Bab V menjelaskan tentang Buletin, Format, dan Proses Penyiaran. Penulis memaparkan “buletin berita” adalah suatu kemasan untuk sekumpulan paket sajian berita dengan durasi yang tetap. Bagaimana menentukan urutan prioritas dalam membuat satuan berita dijelaskan dalam bab ini. Begitu pula dengan format-format penyajian berita, penyiar berita, teleprompter (layar baca yang diletakkan di depan lensa kamera didesain), proses penyiaran berita, dubbing, tune berita, tanggung jawab saat penyiaran berita, dan keterlibatan crew studio.
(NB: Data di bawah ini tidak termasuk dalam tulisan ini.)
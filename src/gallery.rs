//! Playlist records and the immutable gallery collection.

use std::collections::HashSet;

use thiserror::Error;

/// Gallery construction errors.
#[derive(Debug, Clone, PartialEq, Eq, Error)]
pub enum GalleryError {
    #[error("duplicate playlist id: {0}")]
    DuplicateId(u32),
}

/// Display metadata for one playlist card.
#[derive(Debug, Clone, PartialEq, Eq)]
pub struct PlaylistRecord {
    /// Identity of the card; never used for lookup by the view
    pub id: u32,

    /// Display title, may carry an emoji prefix
    pub title: String,

    /// Short mood subtitle
    pub tag: String,

    /// Absolute URL of the cover image
    pub cover: String,
}

impl PlaylistRecord {
    pub fn new(
        id: u32,
        title: impl Into<String>,
        tag: impl Into<String>,
        cover: impl Into<String>,
    ) -> Self {
        Self {
            id,
            title: title.into(),
            tag: tag.into(),
            cover: cover.into(),
        }
    }
}

/// Ordered, read-only collection of playlist records.
///
/// Insertion order is render order. Ids are checked for uniqueness once,
/// at construction; there is no way to mutate the collection afterwards.
#[derive(Debug, Clone, Default, PartialEq, Eq)]
pub struct Gallery {
    records: Vec<PlaylistRecord>,
}

impl Gallery {
    /// Build a gallery, rejecting duplicate ids.
    pub fn new(records: Vec<PlaylistRecord>) -> Result<Self, GalleryError> {
        let mut seen = HashSet::with_capacity(records.len());
        for record in &records {
            if !seen.insert(record.id) {
                return Err(GalleryError::DuplicateId(record.id));
            }
        }
        Ok(Self { records })
    }

    /// The three built-in mood playlists.
    pub fn reference() -> Result<Self, GalleryError> {
        let records = vec![
            PlaylistRecord::new(
                1,
                "🌙 Night Vibe",
                "차분한 밤, 감성적인 노래들",
                "https://images.unsplash.com/photo-1507525428034-b723cf961d3e?auto=format&fit=crop&w=800&q=80",
            ),
            PlaylistRecord::new(
                2,
                "☀️ Morning Chill",
                "햇살 아래 듣기 좋은 잔잔한 음악",
                "https://images.unsplash.com/photo-1506744038136-46273834b3fb?auto=format&fit=crop&w=800&q=80",
            ),
            PlaylistRecord::new(
                3,
                "🔥 Energetic Beats",
                "운동할 때 듣기 좋은 에너지 충전 트랙",
                "https://images.unsplash.com/photo-1485579149621-3123dd979885?auto=format&fit=crop&w=800&q=80",
            ),
        ];
        Self::new(records)
    }

    pub fn records(&self) -> &[PlaylistRecord] {
        &self.records
    }

    pub fn len(&self) -> usize {
        self.records.len()
    }

    pub fn is_empty(&self) -> bool {
        self.records.is_empty()
    }

    /// Position of a record in render order.
    pub fn position(&self, id: u32) -> Option<usize> {
        self.records.iter().position(|r| r.id == id)
    }
}
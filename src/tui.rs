//! Terminal setup and teardown utilities.

use std::io::{stdout, Stdout};
use std::sync::atomic::{AtomicBool, Ordering};

use color_eyre::Result;
use crossterm::{
    cursor,
    event::{DisableMouseCapture, EnableMouseCapture},
    terminal::{disable_raw_mode, enable_raw_mode, EnterAlternateScreen, LeaveAlternateScreen},
    ExecutableCommand,
};
use ratatui::prelude::*;

/// A type alias for the terminal type used in this application.
pub type Tui = Terminal<CrosstermBackend<Stdout>>;

/// Whether mouse capture was turned on and must be released.
static MOUSE_CAPTURED: AtomicBool = AtomicBool::new(false);

/// Initialize the terminal for TUI rendering.
///
/// With `mouse` set, pointer motion is reported so cards can react to hover.
pub fn init(mouse: bool) -> Result<Tui> {
    stdout().execute(EnterAlternateScreen)?;
    if mouse {
        stdout().execute(EnableMouseCapture)?;
        MOUSE_CAPTURED.store(true, Ordering::SeqCst);
    }
    stdout().execute(cursor::Hide)?;
    enable_raw_mode()?;

    let mut terminal = Terminal::new(CrosstermBackend::new(stdout()))?;
    terminal.clear()?;

    Ok(terminal)
}

/// Restore the terminal to its original state.
pub fn restore() -> Result<()> {
    stdout().execute(cursor::Show)?;
    if MOUSE_CAPTURED.swap(false, Ordering::SeqCst) {
        stdout().execute(DisableMouseCapture)?;
    }
    stdout().execute(LeaveAlternateScreen)?;
    disable_raw_mode()?;

    Ok(())
}

/// Install panic and error hooks that restore the terminal before printing errors.
pub fn install_hooks() -> Result<()> {
    let (panic_hook, eyre_hook) = color_eyre::config::HookBuilder::default()
        .panic_section("The terminal has been restored; the gallery exited on a bug.")
        .into_hooks();

    let panic_hook = panic_hook.into_panic_hook();
    std::panic::set_hook(Box::new(move |panic_info| {
        let _ = restore();
        panic_hook(panic_info);
    }));

    let eyre_hook = eyre_hook.into_eyre_hook();
    color_eyre::eyre::set_hook(Box::new(move |error| {
        let _ = restore();
        eyre_hook(error)
    }))?;

    Ok(())
}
Penjabaran-penjabaran dalam bab ini cukup komprehensif dan relevan dengan dunia pertelevisian pada saat ini.
Bab VI menjelaskan tentang standar prosedur pengoperasian dalam pertelevisian seperti apa yang harus dilakukan reporter ketika meliput berita siaran tunda dan perbedaannya ketika meliput berita langsung. Standar prosedur pengoperasian bagi penyiar berita pun dipaparkan dari tahap persiapan berita hingga saat di studio. Penulis juga menekankan agar  penyiar jangan sampai melupakan standar prosedur penyiaran sekalipun penyiar tersebut merupakan penyiar yang sudah lama berkecimpung dalam industri pertelevisian.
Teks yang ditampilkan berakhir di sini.